Подросший сын Тарковского Арсений сам стал приходить к отцу после того, как Марина убедила его мать в необходимости этого. Однако Андрей более привязан к младшему и всякий раз глубоко переживает даже короткое расставание с Ларисой Павловной и маленьким Тяпой, как звали Андрюшу домашние. Еще на съемках «Рублева» его надолго выбивало из колеи отсутствие, по той или иной причине, Кизиловой – буквально до паники. Причем или он сам уверился, или она убедила его в том, что ее отсутствие всякий раз чревато бедой, отчего Андрей Арсеньевич и считал Ларису Павловну ведьмой. В феврале 1971-го жена поехала в деревню хлопотать насчет материала для восстановления дома и застряла там из-за хозяйственных забот. А муж, пока ее не было, пошел в Дом кино — напился и подрался с актером Василием Ливановым Правда, Ливанов извинился. Причина драки была творческая — из-за спора, кому принадлежит первенство идеи постановки «Рублева».
«Андрей Рублев»: недосягаемая святость
В рублевские времена, не говоря уже о домонгольской Руси, колокола были еще в редкость. В. Сергеев. Рублев
Если бы не случай с «Ивановым детством», «Андрей Рублев» мог быть вторым после «Катка и скрипки» фильмом Тарковского. Ведь идея возникла еще в 1961 году и принадлежала она действительно актеру, а позднее и режиссеру Василию Ливанову. Но, поделившись идеей, актер уехал куда-то на съемки, а Кончаловский с Тарковским ждать не стали и взялись за сценарий.

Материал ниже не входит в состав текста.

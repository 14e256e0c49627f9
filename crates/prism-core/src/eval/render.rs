// SPDX-License-Identifier: Apache-2.0
//! The render tree handed to host backends.

use crate::ident::DomainId;
use crate::value::{Rgba, Vec2};

/// Materialized per-frame output of the root render sink.
///
/// Buffers are parallel over the domain's elements in the domain's
/// deterministic order. The evaluator reuses the backing allocations across
/// frames; hosts must copy anything they keep past the next frame.
#[derive(Debug, Clone, PartialEq, Default)]
pub struct RenderTree {
    /// Identity of the domain the buffers cover.
    pub domain: Option<DomainId>,
    /// Normalized instance positions.
    pub positions: Vec<Vec2>,
    /// Instance colors.
    pub colors: Vec<Rgba>,
    /// Instance sizes.
    pub sizes: Vec<f64>,
}

impl RenderTree {
    /// Number of instances.
    #[must_use]
    pub fn len(&self) -> usize {
        self.positions.len()
    }

    /// True when nothing is drawn.
    #[must_use]
    pub fn is_empty(&self) -> bool {
        self.positions.is_empty()
    }
}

«Сценарии мы писали долго, упоенно, с полгода ушло только на изучение материала. Читали книги по истории, по быту, по ремеслам Древней Руси, старались понять, какая тогда была жизнь, — все открывать приходилось с нуля. Андрей никогда не мог точно объяснить, чего он хочет… Ощущения у него подменяли драматургию. Сценарий распухал, в нем уже было двести пятьдесят страниц. К концу года работы мы были истощены, измучены, доходили до полного бреда. Знаете, что такое счастье? Это когда мы, окончив сценарий под названием “Андрей Рублев\", сидим в комнате и лупим друг друга изо всех сил по голове увесистой пачкой листов — он меня, я его — и хохочем. До коликов. Чем не сумасшедший дом?
Помню последний день работы над сценарием. Мы кончили часов в пять утра, в девять решили пойти в баню. Он поехал с драгоценными страницами к машинистке, я — в баню. Заказал номер, полез в парную. Когда вылез, упал — руки-ноги отнялись, давление упало. Думал, умираю. Голым, на карачках выполз из номера. Приехал врач, сделал мне укол камфары, сказал: “Закусывать надо. И пить меньше”.